Give an LLM a specific objective and all the background material it needs so it can craft a well-contained code review packet and expect it to adjust as you question it. There are two major elements to this:>

  1. Avoid creating a situation with so much complexity and ambiguity that the LLM gets confused and produces bad results. This is why I have had little success with chat inside my IDE. My workspace is often messy, the repository I am working on is by default too large, it is filled with distractions. One thing humans appear to be much better than LLMs at (as of January 2025) is not getting distracted. That is why I still use an LLM via a web browser, because I want a blank slate on which to craft a well-contained request.
  2. Ask for work that is easy to verify. Your job as a programmer using an LLM is to read the code it produces, think about it, and decide if the work is good. You can ask an LLM to do things you would never ask a human to do. “Rewrite all of your new tests introducing an {intermediate concept designed to make the tests easier to read}” is an appalling thing to ask a human, you’re going to have days of tense back-and-forth about whether the cost of the work is worth the benefit. An LLM will do it in 60 seconds and not make you fight to get it done. Take advantage of the fact that redoing work is extremely cheap.

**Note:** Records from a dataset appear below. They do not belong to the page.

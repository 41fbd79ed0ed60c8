use clap::Parser;
use std::path::PathBuf;

const HELP_TEMPLATE: &str = "\
{before-help}{name} {version}
{about-with-newline}
{usage-heading} {usage}

{all-args}{after-help}
";

/// Computes per-atom solvent-accessible surface area for every PDB file in a
/// directory and writes it into the B-factor column of a copy of each file.
#[derive(Parser, Debug)]
#[command(
    name = "sasab",
    version,
    about = "SASA-B - Write per-atom solvent-accessible surface area into the B-factor column of PDB files.",
    help_template = HELP_TEMPLATE,
)]
pub struct Cli {
    /// Directory containing the input structure files.
    #[arg(value_name = "INPUT_DIR")]
    pub input_dir: PathBuf,

    /// Directory the annotated files are written to (created if missing).
    #[arg(value_name = "OUTPUT_DIR")]
    pub output_dir: PathBuf,

    // --- Estimator ---
    /// Solvent probe radius in Angstroms [default: 1.4]
    #[arg(long, value_name = "FLOAT")]
    pub probe: Option<f64>,

    /// Sample points per atom sphere [default: 100]
    #[arg(long, value_name = "INT")]
    pub points: Option<usize>,

    // --- Configuration ---
    /// Path to a TOML configuration file.
    /// Without it, the per-user config.toml is read if present.
    #[arg(short, long, value_name = "PATH")]
    pub config: Option<PathBuf>,

    /// Radius in Angstroms for elements missing from the radius table.
    /// Without it, such elements make the file fail.
    #[arg(long, value_name = "FLOAT")]
    pub fallback_radius: Option<f64>,

    /// Abort the whole batch when an element has no radius, instead of skipping the file.
    #[arg(long)]
    pub strict: bool,

    /// Text inserted between the input file stem and its extension [default: _sasa_b]
    #[arg(long, value_name = "TEXT")]
    pub suffix: Option<String>,

    /// File extension to process; may be repeated [default: pdb]
    #[arg(long = "ext", value_name = "EXT")]
    pub extensions: Vec<String>,

    /// Also write a per-residue SASA table (CSV) next to each output file.
    #[arg(long)]
    pub residue_report: bool,

    // --- Logging & runtime ---
    /// Increase verbosity level (-v for INFO, -vv for DEBUG, -vvv for TRACE)
    #[arg(short, long, action = clap::ArgAction::Count)]
    pub verbose: u8,

    /// Suppress all log output except for errors
    #[arg(short, long, conflicts_with = "verbose")]
    pub quiet: bool,

    /// Write logs to a specified file in addition to the console output
    #[arg(long, value_name = "PATH")]
    pub log_file: Option<PathBuf>,

    /// Set the number of threads for parallel computation.
    /// Defaults to the number of available logical cores.
    #[arg(short = 'j', long, value_name = "NUM")]
    pub threads: Option<usize>,
}
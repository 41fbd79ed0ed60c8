use indicatif::{ProgressBar, ProgressDrawTarget, ProgressStyle};
use sasab::engine::progress::{Progress, ProgressCallback};
use std::sync::{Arc, Mutex};
use tracing::warn;

/// Drives an indicatif bar from batch progress events and prints one
/// `Processing <input> → <output>` line per file to stdout, followed by the
/// reason when a file fails.
#[derive(Clone)]
pub struct CliProgressHandler {
    pb: Arc<Mutex<ProgressBar>>,
}

impl CliProgressHandler {
    pub fn new() -> Self {
        Self::with_draw_target(ProgressDrawTarget::stderr())
    }

    pub fn with_draw_target(target: ProgressDrawTarget) -> Self {
        let pb = ProgressBar::new(0).with_style(Self::bar_style());
        pb.set_draw_target(target);
        pb.finish_and_clear();

        Self {
            pb: Arc::new(Mutex::new(pb)),
        }
    }

    pub fn get_callback(&self) -> ProgressCallback<'static> {
        let pb_clone = self.pb.clone();

        Box::new(move |progress: Progress| {
            let Ok(pb_guard) = pb_clone.lock() else {
                warn!("Progress bar mutex was poisoned. Cannot update progress.");
                return;
            };

            match progress {
                Progress::BatchStart { total_files } => {
                    pb_guard.reset();
                    pb_guard.set_length(total_files);
                    pb_guard.set_position(0);
                    pb_guard.set_message("Annotating");
                }
                Progress::FileStart {
                    file_name,
                    output_name,
                } => {
                    pb_guard.suspend(|| println!("Processing {} → {}", file_name, output_name));
                    pb_guard.set_message(file_name);
                }
                Progress::FileFinish { succeeded } => {
                    if !succeeded {
                        pb_guard.suspend(|| println!("  ✗ failed"));
                    }
                    pb_guard.inc(1);
                }
                Progress::BatchFinish => {
                    pb_guard.finish_with_message("✓ Done");
                }
                Progress::Message(msg) => {
                    pb_guard.suspend(|| println!("  {}", msg));
                }
            }
        })
    }

    fn bar_style() -> ProgressStyle {
        ProgressStyle::with_template("{msg:<24} [{bar:40.cyan/blue}] {pos}/{len}")
            .unwrap_or_else(|_| ProgressStyle::default_bar())
            .progress_chars("##-")
    }
}

impl Default for CliProgressHandler {
    fn default() -> Self {
        Self::new()
    }
}
mod cli;
mod commands;
mod config;
mod error;
mod logging;
mod utils;

use crate::cli::Cli;
use crate::error::{CliError, Result};
use clap::Parser;
use tracing::{debug, error, info};

fn main() {
    if let Err(e) = run_app() {
        eprintln!("\n❌ Error: {}", e);
        std::process::exit(1);
    }
}

fn run_app() -> Result<()> {
    let cli = Cli::parse();
    logging::setup_logging(cli.verbose, cli.quiet, cli.log_file.clone())?;

    let (panic_hook, eyre_hook) = color_eyre::config::HookBuilder::default().into_hooks();
    eyre_hook.install().map_err(|e| CliError::Other(e.into()))?;
    std::panic::set_hook(Box::new(move |pi| {
        error!("{}", panic_hook.panic_report(pi));
    }));

    info!("🚀 SASA-B CLI v{} starting up.", env!("CARGO_PKG_VERSION"));
    debug!("Full CLI arguments parsed: {:?}", &cli);

    if let Some(num_threads) = cli.threads {
        if num_threads == 0 {
            return Err(CliError::Argument(
                "--threads must be at least 1".to_string(),
            ));
        }
        info!(
            "Setting Rayon global thread pool to {} threads.",
            num_threads
        );
        rayon::ThreadPoolBuilder::new()
            .num_threads(num_threads)
            .build_global()
            .map_err(|e| {
                CliError::Other(anyhow::anyhow!("Failed to build global thread pool: {}", e))
            })?;
    }

    let app_config = config::build_config(&cli)?;
    let command_result = commands::annotate::run(app_config);

    match &command_result {
        Ok(_) => {
            info!("✅ Command completed successfully.");
            println!("✅ Command completed successfully.");
        }
        Err(e) => {
            error!("❌ Command failed: {}", e);
        }
    }

    command_result
}
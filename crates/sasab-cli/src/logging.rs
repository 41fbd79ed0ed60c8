use crate::error::{CliError, Result};
use std::fs::File;
use std::path::PathBuf;
use tracing_subscriber::{
    filter::LevelFilter,
    fmt::{self, format::FmtSpan},
    prelude::*,
};

/// Maps `-v`/`-q` to a level: WARN by default, one step more per `-v`,
/// errors only with `-q`.
pub fn level_filter(verbosity: u8, quiet: bool) -> LevelFilter {
    if quiet {
        return LevelFilter::ERROR;
    }
    match verbosity {
        0 => LevelFilter::WARN,
        1 => LevelFilter::INFO,
        2 => LevelFilter::DEBUG,
        _ => LevelFilter::TRACE,
    }
}

/// Installs the global subscriber.
///
/// The optional log file also records when each `structure` and
/// `shrake_rupley` span closes, so per-file timings end up next to the
/// per-file area totals.
pub fn setup_logging(verbosity: u8, quiet: bool, log_file: Option<PathBuf>) -> Result<()> {
    let level_filter = level_filter(verbosity, quiet);

    let stderr_layer = fmt::layer()
        .with_writer(std::io::stderr)
        .with_ansi(true)
        .with_target(false)
        .compact();

    let subscriber = tracing_subscriber::registry()
        .with(level_filter)
        .with(stderr_layer);

    if let Some(path) = log_file {
        let file = File::create(&path).map_err(CliError::Io)?;

        subscriber
            .with(file_layer(file))
            .try_init()
            .map_err(|e| CliError::Other(anyhow::anyhow!("Failed to install logger: {}", e)))?;
    } else {
        subscriber
            .try_init()
            .map_err(|e| CliError::Other(anyhow::anyhow!("Failed to install logger: {}", e)))?;
    }

    Ok(())
}

fn file_layer<S>(file: File) -> impl tracing_subscriber::Layer<S>
where
    S: tracing::Subscriber + for<'a> tracing_subscriber::registry::LookupSpan<'a>,
{
    fmt::layer()
        .with_writer(file)
        .with_ansi(false)
        .with_thread_ids(true)
        .with_target(true)
        .with_span_events(FmtSpan::CLOSE)
}
//! # Engine Module
//!
//! The computational layer: the Shrake-Rupley surface area estimator together
//! with its configuration, error types and progress reporting.
//!
//! - **Configuration** ([`config`]) - Estimator parameters and batch settings, built through validating builders
//! - **Estimation** ([`estimator`]) - [`estimator::SurfaceAreaEstimator`], parallel over atoms with the `parallel` feature
//! - **Sampling** ([`sphere`]) - The Fibonacci lattice of unit-sphere sample points
//! - **Progress Monitoring** ([`progress`]) - Callback-based progress events for front ends
//! - **Error Handling** ([`error`]) - Engine-specific error types
//!
//! Neighbor search uses a k-d tree over atom centers, built once per surface.

pub mod config;
pub mod error;
pub mod estimator;
pub(crate) mod neighbors;
pub mod progress;
pub mod sphere;
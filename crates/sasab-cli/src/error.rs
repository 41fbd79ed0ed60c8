use sasab::engine::error::EngineError;
use thiserror::Error;

pub type Result<T> = std::result::Result<T, CliError>;

#[derive(Debug, Error)]
pub enum CliError {
    #[error(transparent)]
    Engine(#[from] EngineError),

    #[error("Configuration error: {0}")]
    Config(String),

    #[error("I/O error: {0}")]
    Io(#[from] std::io::Error),

    #[error("Invalid argument: {0}")]
    Argument(String),

    #[error("{failed} of {total} file(s) could not be processed")]
    BatchIncomplete { failed: usize, total: usize },

    #[error(transparent)]
    Other(#[from] anyhow::Error),
}
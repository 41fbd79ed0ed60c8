use super::atom::Atom;
use super::ids::{AtomId, ChainId, ResidueId};
use super::system::MolecularSystem;

const IMPLICIT_MODEL_SERIAL: usize = 1;

/// Residue-level fields of an atom record, used to place the atom in the hierarchy.
#[derive(Debug, Clone, PartialEq)]
pub struct ResidueKey<'a> {
    pub chain_id: char,
    pub number: isize,
    pub insertion_code: Option<char>,
    pub name: &'a str,
}

/// Incrementally assembles a [`MolecularSystem`] from a stream of atom records.
///
/// Models are opened explicitly with [`start_model`](Self::start_model); atoms
/// added before any model is opened go into an implicit model with serial 1.
/// Chains and residues are created on demand from each atom's [`ResidueKey`].
pub struct MolecularSystemBuilder {
    system: MolecularSystem,

    // --- Builder-specific state for efficient construction ---
    current_model: Option<usize>,
    current_chain: Option<(char, ChainId)>,
    current_residue: Option<((isize, Option<char>), ResidueId)>,
}

impl Default for MolecularSystemBuilder {
    fn default() -> Self {
        Self::new()
    }
}

impl MolecularSystemBuilder {
    pub fn new() -> Self {
        Self {
            system: MolecularSystem::new(),
            current_model: None,
            current_chain: None,
            current_residue: None,
        }
    }

    pub fn start_model(&mut self, serial: usize) -> &mut Self {
        self.current_model = Some(self.system.add_model(serial));
        self.current_chain = None;
        self.current_residue = None;
        self
    }

    pub fn end_model(&mut self) -> &mut Self {
        self.current_model = None;
        self.current_chain = None;
        self.current_residue = None;
        self
    }

    /// Adds an atom under the residue described by `key`.
    ///
    /// # Return
    ///
    /// The ID of the inserted atom, or `None` if the hierarchy could not be
    /// resolved (which only happens if the system was left inconsistent).
    pub fn add_atom(&mut self, key: &ResidueKey<'_>, atom: Atom) -> Option<AtomId> {
        let model = match self.current_model {
            Some(model) => model,
            None => {
                let model = self.system.add_model(IMPLICIT_MODEL_SERIAL);
                self.current_model = Some(model);
                model
            }
        };

        let chain_id = match self.current_chain {
            Some((id, chain_id)) if id == key.chain_id => chain_id,
            _ => {
                let chain_id = self.system.add_chain(model, key.chain_id)?;
                self.current_chain = Some((key.chain_id, chain_id));
                self.current_residue = None;
                chain_id
            }
        };

        let residue_key = (key.number, key.insertion_code);
        let residue_id = match self.current_residue {
            Some((current, residue_id)) if current == residue_key => residue_id,
            _ => {
                let residue_id = self.system.add_residue(
                    chain_id,
                    key.number,
                    key.insertion_code,
                    key.name,
                )?;
                self.current_residue = Some((residue_key, residue_id));
                residue_id
            }
        };

        self.system.add_atom_to_residue(residue_id, atom)
    }

    pub fn build(self) -> MolecularSystem {
        self.system
    }
}

#[cfg(test)]
mod tests {
    use super::*;
    use nalgebra::Point3;

    fn key(chain_id: char, number: isize, name: &str) -> ResidueKey<'_> {
        ResidueKey {
            chain_id,
            number,
            insertion_code: None,
            name,
        }
    }

    fn atom(serial: usize, name: &str) -> Atom {
        Atom::new(serial, name, ResidueId::default(), Point3::origin())
    }

    #[test]
    fn atoms_without_model_go_to_implicit_model() {
        let mut builder = MolecularSystemBuilder::new();
        builder.add_atom(&key('A', 1, "GLY"), atom(1, " N  ")).unwrap();
        let system = builder.build();

        assert_eq!(system.models().len(), 1);
        assert_eq!(system.models()[0].serial, 1);
        assert_eq!(system.models()[0].atoms().len(), 1);
    }

    #[test]
    fn consecutive_atoms_share_residue_and_chain() {
        let mut builder = MolecularSystemBuilder::new();
        let a = builder.add_atom(&key('A', 1, "GLY"), atom(1, " N  ")).unwrap();
        let b = builder.add_atom(&key('A', 1, "GLY"), atom(2, " CA ")).unwrap();
        let c = builder.add_atom(&key('A', 2, "ALA"), atom(3, " N  ")).unwrap();
        let d = builder.add_atom(&key('B', 1, "HOH"), atom(4, " O  ")).unwrap();
        let system = builder.build();

        let res_a = system.atom(a).unwrap().residue_id;
        assert_eq!(res_a, system.atom(b).unwrap().residue_id);
        assert_ne!(res_a, system.atom(c).unwrap().residue_id);

        let model = &system.models()[0];
        assert_eq!(model.chains().len(), 2);
        let chain_b = system.residue(system.atom(d).unwrap().residue_id).unwrap().chain_id;
        assert_eq!(system.chain(chain_b).unwrap().id, 'B');
    }

    #[test]
    fn explicit_models_are_kept_apart() {
        let mut builder = MolecularSystemBuilder::new();
        builder.start_model(1);
        builder.add_atom(&key('A', 1, "GLY"), atom(1, " N  ")).unwrap();
        builder.end_model();
        builder.start_model(2);
        builder.add_atom(&key('A', 1, "GLY"), atom(1, " N  ")).unwrap();
        builder.end_model();
        let system = builder.build();

        assert_eq!(system.models().len(), 2);
        assert_eq!(system.models()[1].serial, 2);
        assert_eq!(system.models()[0].atoms().len(), 1);
        assert_eq!(system.models()[1].atoms().len(), 1);
    }

    #[test]
    fn returning_to_an_earlier_chain_reuses_it() {
        let mut builder = MolecularSystemBuilder::new();
        builder.add_atom(&key('A', 1, "GLY"), atom(1, " N  ")).unwrap();
        builder.add_atom(&key('B', 1, "GLY"), atom(2, " N  ")).unwrap();
        builder.add_atom(&key('A', 1, "GLY"), atom(3, " CA ")).unwrap();
        let system = builder.build();

        assert_eq!(system.models()[0].chains().len(), 2);
        let chain_a = system.models()[0].chains()[0];
        let residue = system.chain(chain_a).unwrap().residues()[0];
        assert_eq!(system.residue(residue).unwrap().atoms().len(), 2);
    }
}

Extra code structure is much cheaper:

  1. As LLMs do better with exam-style questions, more and smaller packages make it easier to give a complete and yet isolated context for a piece of work. With an LLM both doing and benefiting from a big chunk of that extra work, the tradeoff shifts. (As a bonus, we humans get more readable code!)
  2. Smaller and more numerous packages can be compiled and tested independently of unrelated code.

So I foresee a world with far more specialized code, with fewer generalized packages, and more readable tests. Reusable code will continue to thrive around small robust interfaces and otherwise will be pulled apart into specialized code.